Ким вспомнил, что однажды на даче отец горячо говорил о том, что мы слишком беспечны, что по-настоящему не готовим молодежь к защите своего государства. Его брат, Дмитрий, преподаватель географии, грузноватый человек с мягкими, какими-то женственными манерами, столь же горячо ему возражал.
— К чертям абстракции! — громыхал отец, всегда закипавший гневом уже в начале любого спора. — Ты посмотри на своего Витальку! Какой из него боец! Форменная балерина! Его три года надо стругать, чтобы бойца выстругать.
— Впрочем, милый Федор, не в укор будь сказано, твой умнейший наследник тоже не из богатырей, — осторожно, боясь обидеть Макухина, напомнил Дмитрий. — Примеры, извини меня, вовсе не типичные. Твой сынок, не преувеличивая, будущий Лобачевский, а мой, как ты сам неоднократно подмечал, — прирожденный актер. Виталий и не собирается избирать военную карьеру.
— Избирать! — вскипел Макухин. — Избирать, черт бы вас всех побрал! И это говоришь ты, почти профессор! Грядет час, ударит колокол, так пусть твой Виталька хоть пророк, хоть трубочист — все одно в строй! А он к прикладу винтовки отродясь своим нежным плечиком не притрагивался.
— Прости меня, — возражал Дмитрий, — но ты истинный, ну прямо-таки законченный Марс. Бог войны. Ты зовешь маршировать чуть не с колыбели. Этак мы отнимем у наших мальчиков юность.

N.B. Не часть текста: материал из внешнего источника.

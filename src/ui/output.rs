use crate::error::{DirToolsError, UserFriendlyError};
use crate::ops::{DeleteReport, DeletionOutcome, FindReport, GroupReport, SizeReport};
use crate::scanner::SkippedEntry;
use console::{style, Emoji, Term};
use serde::Serialize;
use std::path::Path;

#[derive(Debug, Clone, Copy, PartialEq)]
pub enum OutputMode {
    Human,
    Json,
    Plain,
}

// Emojis with text fallbacks
static CHECKMARK: Emoji = Emoji("✅ ", "✓ ");
static CROSS: Emoji = Emoji("❌ ", "✗ ");
static INFO: Emoji = Emoji("ℹ️  ", "i ");
static WARNING: Emoji = Emoji("⚠️  ", "! ");
static ROCKET: Emoji = Emoji("🚀 ", "> ");
static TRASH: Emoji = Emoji("🗑️  ", "- ");

pub struct OutputFormatter {
    mode: OutputMode,
    use_colors: bool,
    verbose_level: u8,
    quiet: bool,
}

impl OutputFormatter {
    pub fn new(mode: OutputMode, verbose: u8, quiet: bool) -> Self {
        let use_colors = match mode {
            OutputMode::Human => Term::stdout().features().colors_supported() && !quiet,
            _ => false,
        };

        Self {
            mode,
            use_colors,
            verbose_level: if quiet { 0 } else { verbose },
            quiet,
        }
    }

    // Core messaging methods
    pub fn success(&self, message: &str) {
        if self.should_show_message(0) {
            match self.mode {
                OutputMode::Human => self.print_human_message(MessageType::Success, message),
                OutputMode::Json => self.print_json_message("success", message),
                OutputMode::Plain => println!("SUCCESS: {}", message),
            }
        }
    }

    pub fn error(&self, message: &str) {
        match self.mode {
            OutputMode::Human => self.print_human_message(MessageType::Error, message),
            OutputMode::Json => self.print_json_message("error", message),
            OutputMode::Plain => eprintln!("ERROR: {}", message),
        }
    }

    pub fn warning(&self, message: &str) {
        match self.mode {
            OutputMode::Human => self.print_human_message(MessageType::Warning, message),
            OutputMode::Json => self.print_json_message("warning", message),
            OutputMode::Plain => println!("WARNING: {}", message),
        }
    }

    pub fn info(&self, message: &str) {
        if self.should_show_message(1) {
            match self.mode {
                OutputMode::Human => self.print_human_message(MessageType::Info, message),
                OutputMode::Json => self.print_json_message("info", message),
                OutputMode::Plain => println!("INFO: {}", message),
            }
        }
    }

    pub fn debug(&self, message: &str) {
        if self.should_show_message(2) {
            match self.mode {
                OutputMode::Human => {
                    if self.use_colors {
                        println!("  {}", style(message).dim());
                    } else {
                        println!("  DEBUG: {}", message);
                    }
                }
                OutputMode::Json => self.print_json_message("debug", message),
                OutputMode::Plain => println!("DEBUG: {}", message),
            }
        }
    }

    /// Status line announcing an operation. Goes to stderr so stdout carries
    /// only the report.
    pub fn start_operation(&self, operation: &str) {
        if self.should_show_message(1) {
            match self.mode {
                OutputMode::Human => {
                    if self.use_colors {
                        eprintln!("{}{}", ROCKET, style(operation).bold());
                    } else {
                        eprintln!("> {}", operation);
                    }
                }
                OutputMode::Json => eprintln!(
                    "{}",
                    serde_json::json!({
                        "type": "message",
                        "level": "operation_start",
                        "message": operation,
                        "timestamp": chrono::Utc::now().to_rfc3339()
                    })
                ),
                OutputMode::Plain => eprintln!("STARTING: {}", operation),
            }
        }
    }

    // User-friendly error handling
    pub fn print_user_friendly_error(&self, error: &DirToolsError) {
        self.error(&error.user_message());

        if let Some(suggestion) = error.suggestion() {
            match self.mode {
                OutputMode::Human => {
                    if self.use_colors {
                        eprintln!(
                            "{}{}",
                            INFO,
                            style(&format!("Suggestion: {}", suggestion)).cyan()
                        );
                    } else {
                        eprintln!("Suggestion: {}", suggestion);
                    }
                }
                OutputMode::Json => {
                    self.print_json_object(&serde_json::json!({
                        "type": "suggestion",
                        "message": suggestion
                    }));
                }
                OutputMode::Plain => eprintln!("SUGGESTION: {}", suggestion),
            }
        }
    }

    // Reports
    pub fn print_size_report(&self, report: &SizeReport) {
        if self.mode == OutputMode::Json {
            return self.print_json_report(report);
        }

        self.print_skipped(&report.skipped);
        self.debug(&format!(
            "{} files, {} bytes under {}",
            report.file_count,
            report.total_bytes,
            report.root.display()
        ));

        if self.use_colors {
            println!(
                "{} {}",
                style("Folder size:").bold(),
                style(format!("{:.2} MB", report.total_mb)).cyan().bold()
            );
        } else {
            println!("{}", report.summary());
        }
    }

    pub fn print_group_report(&self, report: &GroupReport) {
        if self.mode == OutputMode::Json {
            return self.print_json_report(report);
        }

        self.print_skipped(&report.skipped);

        let table = report.render_table();
        if self.use_colors {
            let mut lines = table.lines();
            if let Some(header) = lines.next() {
                println!("{}", style(header).bold());
            }
            for line in lines {
                println!("{}", line);
            }
        } else {
            print!("{}", table);
        }

        if report.groups.is_empty() {
            println!("No files under {}", report.root.display());
        }
    }

    pub fn print_find_report(&self, report: &FindReport) {
        if self.mode == OutputMode::Json {
            return self.print_json_report(report);
        }

        self.print_skipped(&report.skipped);

        for line in report.header_lines() {
            if self.use_colors {
                println!("{}", style(line).bold());
            } else {
                println!("{}", line);
            }
        }
        for file in &report.files {
            println!("{}", file.display_path());
        }
    }

    pub fn print_export_confirmation(&self, what: &str, path: &Path) {
        if self.mode == OutputMode::Json {
            self.print_json_object(&serde_json::json!({
                "type": "export",
                "what": what,
                "path": path,
                "timestamp": chrono::Utc::now().to_rfc3339()
            }));
        } else {
            self.success(&format!("Exported {} to {}", what, path.display()));
        }
    }

    /// One status line per processed manifest entry.
    pub fn print_deletion_outcome(&self, outcome: &DeletionOutcome) {
        if self.mode == OutputMode::Json {
            return;
        }

        match outcome {
            DeletionOutcome::Deleted { path, .. } => match self.mode {
                OutputMode::Human if self.use_colors => {
                    println!("{}{}", TRASH, style(path.display()).dim())
                }
                OutputMode::Plain => println!("DELETED: {}", path.display()),
                _ => println!("Deleted {}", path.display()),
            },
            DeletionOutcome::Failed { line, path, error } => self.warning(&format!(
                "Line {}: could not delete {}: {}",
                line,
                path.display(),
                error
            )),
        }
    }

    pub fn print_delete_report(&self, report: &DeleteReport) {
        if self.mode == OutputMode::Json {
            return self.print_json_report(report);
        }

        if report.has_failures() {
            self.warning(&report.summary());
        } else {
            self.success(&report.summary());
        }
    }

    /// Entries the walk could not read; only shown with `-v`.
    pub fn print_skipped(&self, skipped: &[SkippedEntry]) {
        if skipped.is_empty() {
            return;
        }

        self.info(&format!("{} unreadable entries skipped", skipped.len()));
        for entry in skipped {
            self.debug(&DirToolsError::from(entry.clone()).to_string());
        }
    }

    pub fn print_json_report<T: Serialize>(&self, report: &T) {
        println!(
            "{}",
            serde_json::to_string_pretty(report).unwrap_or_else(|_| "{}".to_string())
        );
    }

    // Private helper methods
    fn should_show_message(&self, min_verbose_level: u8) -> bool {
        !self.quiet && self.verbose_level >= min_verbose_level
    }

    fn print_human_message(&self, msg_type: MessageType, message: &str) {
        #[allow(clippy::type_complexity)]
        let (emoji, color_fn): (Emoji, Box<dyn Fn(&str) -> console::StyledObject<&str>>) =
            match msg_type {
                MessageType::Success => (CHECKMARK, Box::new(|msg| style(msg).green().bold())),
                MessageType::Error => (CROSS, Box::new(|msg| style(msg).red().bold())),
                MessageType::Warning => (WARNING, Box::new(|msg| style(msg).yellow().bold())),
                MessageType::Info => (INFO, Box::new(|msg| style(msg).cyan())),
            };

        if self.use_colors {
            match msg_type {
                MessageType::Error => eprintln!("{}{}", emoji, color_fn(message)),
                _ => println!("{}{}", emoji, color_fn(message)),
            }
        } else {
            let prefix = match msg_type {
                MessageType::Success => "✓",
                MessageType::Error => "✗",
                MessageType::Warning => "!",
                MessageType::Info => "i",
            };

            match msg_type {
                MessageType::Error => eprintln!("{} {}", prefix, message),
                _ => println!("{} {}", prefix, message),
            }
        }
    }

    fn print_json_message(&self, level: &str, message: &str) {
        let value = serde_json::json!({
            "type": "message",
            "level": level,
            "message": message,
            "timestamp": chrono::Utc::now().to_rfc3339()
        });
        if level == "error" {
            eprintln!(
                "{}",
                serde_json::to_string(&value).unwrap_or_else(|_| "{}".to_string())
            );
        } else {
            self.print_json_object(&value);
        }
    }

    fn print_json_object(&self, obj: &serde_json::Value) {
        println!(
            "{}",
            serde_json::to_string(obj).unwrap_or_else(|_| "{}".to_string())
        );
    }
}

#[derive(Debug, Clone, Copy)]
enum MessageType {
    Success,
    Error,
    Warning,
    Info,
}

#[cfg(test)]
mod tests {
    use super::*;

    #[test]
    fn test_plain_mode_has_no_colors() {
        let formatter = OutputFormatter::new(OutputMode::Plain, 1, false);
        assert_eq!(formatter.mode, OutputMode::Plain);
        assert!(!formatter.use_colors);
        assert_eq!(formatter.verbose_level, 1);
    }

    #[test]
    fn test_quiet_mode() {
        let formatter = OutputFormatter::new(OutputMode::Human, 2, true);
        assert_eq!(formatter.verbose_level, 0);
        assert!(formatter.quiet);
        assert!(!formatter.use_colors);
    }

    #[test]
    fn test_should_show_message() {
        let formatter = OutputFormatter::new(OutputMode::Human, 2, false);
        assert!(formatter.should_show_message(0));
        assert!(formatter.should_show_message(1));
        assert!(formatter.should_show_message(2));
        assert!(!formatter.should_show_message(3));

        let quiet_formatter = OutputFormatter::new(OutputMode::Human, 2, true);
        assert!(!quiet_formatter.should_show_message(0));
        assert!(!quiet_formatter.should_show_message(1));
    }
}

— Юность — пора возмужания, а не слюнтяйства и веселых хохмочек, — не сдавался Макухин. — На манной кашке вырастают хилые бездельники.
— Кроме того, милейший мой Федор, — еще нежнее продолжал Дмитрий, — если мы развернем небывалую военную подготовку — что о нас скажут за рубежом? Нас и без того день и ночь склоняют как людей, даже во сне видящих в своих руках весь земной шар. Иностранная пресса завопит о красном милитаризме, нас, избави бог, начнут сравнивать с Гитлером и…
— А мне начхать с высокой горы на то, что они там о нас скажут! — взорвался Макухин, не дослушав брата. — Как вы все этого боитесь — что скажет княгиня Марья Алексеевна? Неужто не ясно: что бы мы ни делали, ничего хорошего они о нас не скажут! И чем лучше и правильнее мы будем поступать, тем отборнее и злее будет их брань! Им социализм — как красный лоскут перед быком!
Сейчас, в эти минуты, Киму особенно отчетливо вспомнился этот спор, хотя он и не знал, чем он закончился: спешил на занятия математического кружка. Тогда, до армии, он не придал этому разговору особого значения и даже не стал вмешиваться в него, тем более что отец даже в тех случаях, когда бывал не прав, отстаивал свои позиции до конца и никогда не признавал себя побежденным. Теперь же Ким бесповоротно принял сторону отца. Да, кем бы ты ни был — ученым или поваром, артистом или землекопом, — по сигналу тревоги ты обязан стать в строй и взять в руки винтовку.